El ambiente político electoral de estos tiempos jarochos se centra en la discusión de la fuerza que pueden tener los candidatos de MORENA y sus aliados frente a la fuerza organizada de los partidos opositores al gobierno de López Obrador y al propio régimen cuitlahuista. 

Hasta este momento Cuitláhuac García no parece tener los hilos y los controles de la elección intermedia debido a que le afectan la incomunicación y los malos resultados de su gobierno y de la mayoría de los alcaldes de su partido.  Y si se revisan las acciones de los diputados locales y federales de ese partido, pudiera afirmarse que sus empobrecidas acciones chocan y disminuyen cualquier propósito electoral. El partido guinda se desliza por una pendiente resbalosa y no puede detener la caída.

Unas pocas y valientes brujas del mar acabaron con dos soberbios prospectos a candidatos pro-obradoristas, uno a diputado federal en Coatzacoalcos y otro a alcalde en Córdoba. El verde Isaac Ferez y el morenista Rubén Ríos (diputado local con licencia) son dos sedicentes poderosos que cayeron por acusaciones de violencia contra mujeres y otras razones de peso. En este último caso, todo indica que el líder Esteban Ramírez Zepeta se perdió en el limbo sin chistar por el amigo Rubén ante su vengativo líder Mario Delgado.

En varios municipios hay fuga y molestia por los gallos que se imponen desde la Ciudad de México. Como ejemplo está Coatzintla, donde se quiere encaramar el multicolor Cesar Ulises García, un político todo terreno, de peso completo y muchas luchas ganadas. 
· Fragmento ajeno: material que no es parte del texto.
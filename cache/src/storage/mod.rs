//! The key/value store the caches persist into.
//!
//! A [`Storage`] holds JSON text under string keys, the same contract a
//! browser's local storage offers. Backends report failures through
//! [`StorageError`]; the `safe_*` helpers are the only way the caches talk to
//! a backend, and they turn every failure into "absent" or `false` after
//! logging it.

mod file;
mod memory;

pub use file::FileStorage;
pub use memory::MemoryStorage;

use serde::de::DeserializeOwned;
use serde::Serialize;
use tracing::warn;

use crate::error::StorageError;

/// A synchronous key/value store holding JSON text.
pub trait Storage: Send + Sync {
  /// Returns the raw value stored under `key`, or `None` if there is none.
  fn get(&self, key: &str) -> Result<Option<String>, StorageError>;

  /// Stores `value` under `key`, replacing any previous value.
  ///
  /// On failure the previous value must be left untouched.
  fn set(&self, key: &str, value: &str) -> Result<(), StorageError>;

  /// Removes `key`. Removing an absent key is not an error.
  fn remove(&self, key: &str) -> Result<(), StorageError>;
}

impl<T: Storage + ?Sized> Storage for &T {
  fn get(&self, key: &str) -> Result<Option<String>, StorageError> {
    (**self).get(key)
  }

  fn set(&self, key: &str, value: &str) -> Result<(), StorageError> {
    (**self).set(key, value)
  }

  fn remove(&self, key: &str) -> Result<(), StorageError> {
    (**self).remove(key)
  }
}

impl<T: Storage + ?Sized> Storage for std::sync::Arc<T> {
  fn get(&self, key: &str) -> Result<Option<String>, StorageError> {
    (**self).get(key)
  }

  fn set(&self, key: &str, value: &str) -> Result<(), StorageError> {
    (**self).set(key, value)
  }

  fn remove(&self, key: &str) -> Result<(), StorageError> {
    (**self).remove(key)
  }
}

/// Reads and decodes the value under `key`.
///
/// Read failures and undecodable values are logged and reported as absent.
pub fn safe_get_item<T: DeserializeOwned>(storage: &dyn Storage, key: &str) -> Option<T> {
  let raw = match storage.get(key) {
    Ok(Some(raw)) => raw,
    Ok(None) => return None,
    Err(err) => {
      warn!(key, error = %err, "storage read failed, treating as absent");
      return None;
    }
  };

  match serde_json::from_str(&raw) {
    Ok(value) => Some(value),
    Err(source) => {
      let err = StorageError::Serialization {
        key: key.to_string(),
        source,
      };
      warn!(key, error = %err, "stored value is corrupt, treating as absent");
      None
    }
  }
}

/// Encodes `value` and writes it under `key`. Returns whether the write
/// succeeded; failures are logged.
pub fn safe_set_item<T: Serialize + ?Sized>(storage: &dyn Storage, key: &str, value: &T) -> bool {
  let raw = match serde_json::to_string(value) {
    Ok(raw) => raw,
    Err(source) => {
      let err = StorageError::Serialization {
        key: key.to_string(),
        source,
      };
      warn!(key, error = %err, "value could not be encoded");
      return false;
    }
  };

  match storage.set(key, &raw) {
    Ok(()) => true,
    Err(err) => {
      warn!(key, error = %err, "storage write failed");
      false
    }
  }
}

/// Removes `key`, logging (and otherwise ignoring) any failure.
pub fn safe_remove_item(storage: &dyn Storage, key: &str) {
  if let Err(err) = storage.remove(key) {
    warn!(key, error = %err, "storage remove failed");
  }
}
En Xalapa el creciente disgusto citadino por los vaivenes de Ricardo Ahued, se contrarrestan desde las oficinas del señor de los plásticos, argumentando en el boca a boca del centro sus altos valores y su “gran relación con López Obrador” para bajar recursos a la capital veracruzana y por fin hacer las obras que se exigen.  Pero también hay rencor interno en las huestes morenas por haber entregado la plaza al mayor postor e impostor, y dudosamente el mejor pastor de la borregada.
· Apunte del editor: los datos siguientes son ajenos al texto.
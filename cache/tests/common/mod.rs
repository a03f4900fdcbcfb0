#![allow(dead_code)]

use std::sync::Arc;

use feed_cache::{EventCache, GitHubEvent, ManualClock, MemoryStorage, Repo};
use serde_json::{json, Value};

pub const START_MILLIS: i64 = 1_700_000_000_000;

pub fn event(id: &str) -> GitHubEvent {
  event_with_payload(id, json!({ "action": "started" }))
}

pub fn event_with_payload(id: &str, payload: Value) -> GitHubEvent {
  GitHubEvent {
    id: id.to_string(),
    kind: "WatchEvent".to_string(),
    actor: None,
    repo: Repo {
      id: None,
      name: format!("owner/repo-{id}"),
      url: None,
    },
    payload,
    public: true,
    created_at: "2024-05-01T12:00:00Z".to_string(),
  }
}

pub fn events(ids: &[&str]) -> Vec<GitHubEvent> {
  ids.iter().map(|id| event(id)).collect()
}

pub fn numbered_events(count: usize) -> Vec<GitHubEvent> {
  (0..count).map(|i| event(&format!("e{i}"))).collect()
}

// Helper to build a cache over fresh in-memory storage with a controllable clock.
pub fn build_test_cache(max_size: usize) -> (EventCache<MemoryStorage>, Arc<ManualClock>) {
  let clock = Arc::new(ManualClock::new(START_MILLIS));
  let cache = EventCache::builder(MemoryStorage::new())
    .max_size(max_size)
    .clock(clock.clone())
    .build()
    .unwrap();
  (cache, clock)
}

pub fn build_cache_over(storage: Arc<MemoryStorage>, max_size: usize) -> EventCache<Arc<MemoryStorage>> {
  EventCache::builder(storage)
    .max_size(max_size)
    .clock(ManualClock::new(START_MILLIS))
    .build()
    .unwrap()
}

pub fn recency<S: feed_cache::Storage>(cache: &EventCache<S>) -> Vec<String> {
  cache.details_cache().ids_by_recency()
}
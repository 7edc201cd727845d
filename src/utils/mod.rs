//! Shared processing utilities.
//!
//! The per-switch processing pipeline (`process`) and the periodic
//! progress logger (`progress`).

mod process;
mod progress;

pub use process::{decode_switch, process_dump, ParsedSwitch, SwitchOutcome, UndecodedDescriptor};
pub use progress::{spawn_progress_logger, ProgressCounter};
En Xalapa continúa subiendo David Velasco, el que quiere hacer el mejor papel de su vida. Para fortalecerlo, se promueve un “acomedido” y exquisito triunvirato priista (Pepe-Adolfo-Américo) que pelea diputaciones metropolitanas, que quiere tocar la flauta y donde el exalcalde xalapeño brinda su canción acostumbrada: el fin y las ganancias justifican los medios y las promesas.

En el Municipio de Veracruz Miguel Ángel Yunes Márquez tiene las preferencias ciudadanas y Marijose Gamboa dice haber ganado el debate del distrito XII, que difunde la XEU. En Boca del Río, Juan Manuel Unanue no quiere soltar el primer lugar. En Orizaba todo será para Juan Manuel Diez, el que siempre gana.
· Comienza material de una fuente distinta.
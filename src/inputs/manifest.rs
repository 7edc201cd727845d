//! Bundle manifest parsing.
//!
//! The collection step (run against the live fabric, outside this tool)
//! delivers a manifest: one line per switch dump, comma-separated:
//!
//! ```text
//! fabric_name,fabric_label,path[,switch_index]
//! ```
//!
//! Blank lines and `#` comments are ignored. The optional trailing field
//! selects one logical switch of a virtual-fabric dump; without it the dump
//! is parsed whole.

use std::path::{Path, PathBuf};

use log::warn;

use crate::error_handling::InitializationError;
use crate::models::FabricKey;
use crate::parser::LogicalSwitchTarget;

/// One manifest entry: a dump file to parse under a fabric key.
#[derive(Debug, Clone, PartialEq, Eq)]
pub struct ManifestEntry {
    /// Fabric the dump belongs to.
    pub fabric: FabricKey,
    /// Path of the dump file.
    pub path: PathBuf,
    /// Logical switch to collect from a virtual-fabric dump.
    pub target: LogicalSwitchTarget,
}

impl ManifestEntry {
    /// Identifier the dump is reported under (the file stem).
    pub fn config_id(&self) -> String {
        self.path
            .file_stem()
            .map(|s| s.to_string_lossy().into_owned())
            .unwrap_or_else(|| self.path.to_string_lossy().into_owned())
    }
}

/// Result of parsing a manifest: the valid entries plus the count of
/// malformed lines that were skipped.
#[derive(Debug)]
pub struct Manifest {
    /// Valid entries, in file order.
    pub entries: Vec<ManifestEntry>,
    /// Malformed lines skipped with a warning.
    pub invalid_lines: usize,
}

/// Reads and parses the bundle manifest.
///
/// An unreadable manifest is a fatal configuration error; malformed lines
/// inside a readable manifest are skipped with a warning and counted.
pub async fn load_manifest(path: &Path) -> Result<Manifest, InitializationError> {
    let text = tokio::fs::read_to_string(path)
        .await
        .map_err(|e| InitializationError::ManifestError(format!("{}: {}", path.display(), e)))?;
    Ok(parse_manifest(&text))
}

/// Parses manifest text. Separated from I/O for testability.
pub fn parse_manifest(text: &str) -> Manifest {
    let mut entries = Vec::new();
    let mut invalid_lines = 0;

    for (lineno, line) in text.lines().enumerate() {
        let line = line.trim();
        if line.is_empty() || line.starts_with('#') {
            continue;
        }
        match parse_line(line) {
            Some(entry) => entries.push(entry),
            None => {
                warn!("Skipping invalid manifest line {}: {}", lineno + 1, line);
                invalid_lines += 1;
            }
        }
    }

    Manifest {
        entries,
        invalid_lines,
    }
}

fn parse_line(line: &str) -> Option<ManifestEntry> {
    let fields: Vec<&str> = line.split(',').map(str::trim).collect();
    if fields.len() < 3 || fields.len() > 4 {
        return None;
    }
    let (fabric_name, fabric_label, path) = (fields[0], fields[1], fields[2]);
    if fabric_name.is_empty() || fabric_label.is_empty() || path.is_empty() {
        return None;
    }
    let target = match fields.get(3) {
        Some(raw) => LogicalSwitchTarget::Index(raw.parse().ok()?),
        None => LogicalSwitchTarget::Any,
    };
    Some(ManifestEntry {
        fabric: FabricKey {
            fabric_name: fabric_name.to_string(),
            fabric_label: fabric_label.to_string(),
        },
        path: PathBuf::from(path),
        target,
    })
}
Resulta que los que aprovechan mejor las redes sociales son los no morenistas: en Poza Rica Pepe Kirsch gana adeptos; en Emiliano Zapata el doctor Leyva avanza a ritmo y buen juicio; en Actopan el Potro Francisco Fernández muestra palabra y músculo, e Ignacio García recorre congregaciones y rancherías. En Coatzacoalcos Chucho Moreno truena las redes y acumula “nenis” que saben cómo llegarle a la gente.

De los que quieren ser jerarcas debe mencionarse a Julen Rementería que ya es coordinador de la bancada del PAN en el senado de la república e insiste en ser candidato a gobernador en 2024. Tampoco debe descuidarse la estratégica reunión de Pedro Haces y su Fuerza por México en Boca del Río a principios de mes. El hombre de los Monreal sigue tejiendo fino y haciendo crecer su partido y a la CATEM obrera en toda la nación.

El 6 de junio se acerca fatalmente. A ver cuáles de los aspirantes llegan a los ansiados cargos.